Do picadeiro para o palco
Programação do Festival Internacional Sesc de Circo e títulos das Edições Sesc revelam a estreita relação entre circo e dramaturgia
Por Gustavo Ranieri*
Há muito que o clown não está mais ligado ao circo; o palhaço deixou o picadeiro para habitar as ruas e os palcos do teatro. Um dos responsáveis por esse movimento foi o mestre francês Jacques Lecoq (1921-1999) e os seus ensinamentos na École Internationale de Théâtre Jacques Lecoq. Grande pesquisador dos movimentos do corpo, escreveu ele em Le théâtre du geste que a “busca de seu próprio clown reside na liberdade de poder ser o que se é e de fazer os outros rirem disso, de aceitar a sua verdade”. Assim como, em sua opinião, o “clown põe em desordem uma certa ordem e permite assim denunciar a ordem vigente”.
Essa relação cada vez mais íntima entre circo e dramaturgia foi e é investigada profundamente por outros grandes nomes do estudo cênico. Philippe Gaulier, 76, por exemplo, que foi professor por muito tempo na escola de Lecoq até ter a sua própria, adentrou esse tema com perfeição no livro O atormentador: minhas ideias sobre teatro (Edições Sesc, 2016). Bem antes dele, o assunto também foi trazido por Tristan Rémy (1897-1977), autor do fundamental Entradas clownescas: uma dramaturgia do clown (Edições Sesc, 2016).
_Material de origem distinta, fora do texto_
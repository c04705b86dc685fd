use std::fmt;
use std::io::{self, Write};

/// A user-facing notification emitted while a record processes input.
#[derive(Debug, Clone, PartialEq, Eq)]
pub enum ProgressEvent {
    /// Attempt `attempt` of `max_attempts` is running
    Attempt { attempt: u32, max_attempts: u32 },
    /// All attempts finished; `message` is the final status line
    Completed { message: String },
}

impl fmt::Display for ProgressEvent {
    fn fmt(&self, f: &mut fmt::Formatter<'_>) -> fmt::Result {
        match self {
            ProgressEvent::Attempt {
                attempt,
                max_attempts,
            } => write!(f, "Attempt {} of {}", attempt, max_attempts),
            ProgressEvent::Completed { message } => write!(f, "{}", message),
        }
    }
}

/// Destination for progress notifications.
pub trait ProgressSink: Send + Sync {
    fn emit(&self, event: &ProgressEvent) -> io::Result<()>;
}

/// Writes each notification as one line on stdout
#[derive(Debug, Clone, Copy, Default)]
pub struct StdoutProgressSink;

impl ProgressSink for StdoutProgressSink {
    fn emit(&self, event: &ProgressEvent) -> io::Result<()> {
        write_line(&mut io::stdout().lock(), event)
    }
}

fn write_line<W: Write>(out: &mut W, event: &ProgressEvent) -> io::Result<()> {
    writeln!(out, "{}", event)?;
    out.flush()
}

#[cfg(test)]
mod tests {
    use super::*;

    #[test]
    fn attempt_event_renders_position() {
        let event = ProgressEvent::Attempt {
            attempt: 1,
            max_attempts: 3,
        };
        assert_eq!(event.to_string(), "Attempt 1 of 3");
    }

    #[test]
    fn completed_event_renders_message_verbatim() {
        let event = ProgressEvent::Completed {
            message: "Processing data: data".to_string(),
        };
        assert_eq!(event.to_string(), "Processing data: data");
    }

    #[test]
    fn events_are_written_one_per_line() {
        let mut out = Vec::new();
        write_line(
            &mut out,
            &ProgressEvent::Attempt {
                attempt: 1,
                max_attempts: 3,
            },
        )
        .unwrap();
        write_line(
            &mut out,
            &ProgressEvent::Completed {
                message: "Processing data: data".to_string(),
            },
        )
        .unwrap();

        assert_eq!(
            String::from_utf8(out).unwrap(),
            "Attempt 1 of 3\nProcessing data: data\n"
        );
    }
}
Essas interfaces entre “palhaçaria” e teatro ficam bem visíveis a cada ano por quem acompanha o Festival Internacional Sesc de Circo. E não será diferente na edição de 2019, que acontece em São Paulo de 13 a 23 de junho (confira a programação aqui). Entre os destaques que revelam esse potencial dramatúrgico está o espetáculo Ordinários, do grupo La Mínima, criado a partir do trabalho voluntário realizado com os Palhaços Sem Fronteiras, atuando em campos de refugiados, abrigos, ocupações e locais alvos de bombardeios. A comicidade em cena nasce assim do questionamento sobre a função e inaptidão do palhaço e sobre quem de fato estaria apto para uma guerra.
Fundado por Fernando Sampaio (esq.) e Domingos Montagner, Grupo La Mínima é um dos destaques do evento. Foto: Carlos Gueller
Fundado em 1997 por Fernando Sampaio e Domingos Montagner (1962-2016), o La Mínima investe em dramaturgia elaborada desde o início. “Para nós foi um processo natural já a partir do segundo espetáculo, À la carte, roteirizado pelo Paulo Rogério Lopes e dirigido pelo Leris Colombaioni que, este sim, viu [a dramaturgia] como algo que pouco tinha vivenciado, pela sua trajetória dentro da tradição da palhaçaria italiana. E somou-se a isso, logicamente, a experiência do Domingos na Pia Fraus, uma companhia de teatro e bonecos, que já trabalhava com dramaturgia, sendo em alguma adaptação ou mesmo com criação própria”, conta Sampaio.
Para o criador, a dramaturgia do clown contemporâneo e aquela que conhecemos como parte de uma produção teatral “tradicional” encontram-se de fato mais próximas atualmente nos grupos brasileiros. “Passaram-se trinta anos de escolas de circo em São Paulo e já existe uma legião de novas companhias e atores que buscam e relevam a dramaturgia nos espetáculos de circo. Achamos fundamental esta possibilidade que os palhaços ou clowns estejam a serviço da obra e que atuar em diferentes dramaturgias seja um desafio muito estimulante para esse artista.”
Também na visão dele, esse tipo de desenvolvimento cênico é a única forma para a manutenção de uma companhia de repertório, como a La Mínima. “É fundamental trafegar com essa possibilidade de poder variar histórias, temas, críticas”, aponta Sampaio, que completa: “Por isso mesmo, acho incrível o Sesc apontar a relevância desta relação estimulando as companhias a pensarem nessa possibilidade de ganho para as novas produções”.
*Gustavo Ranieri é jornalista e escritor.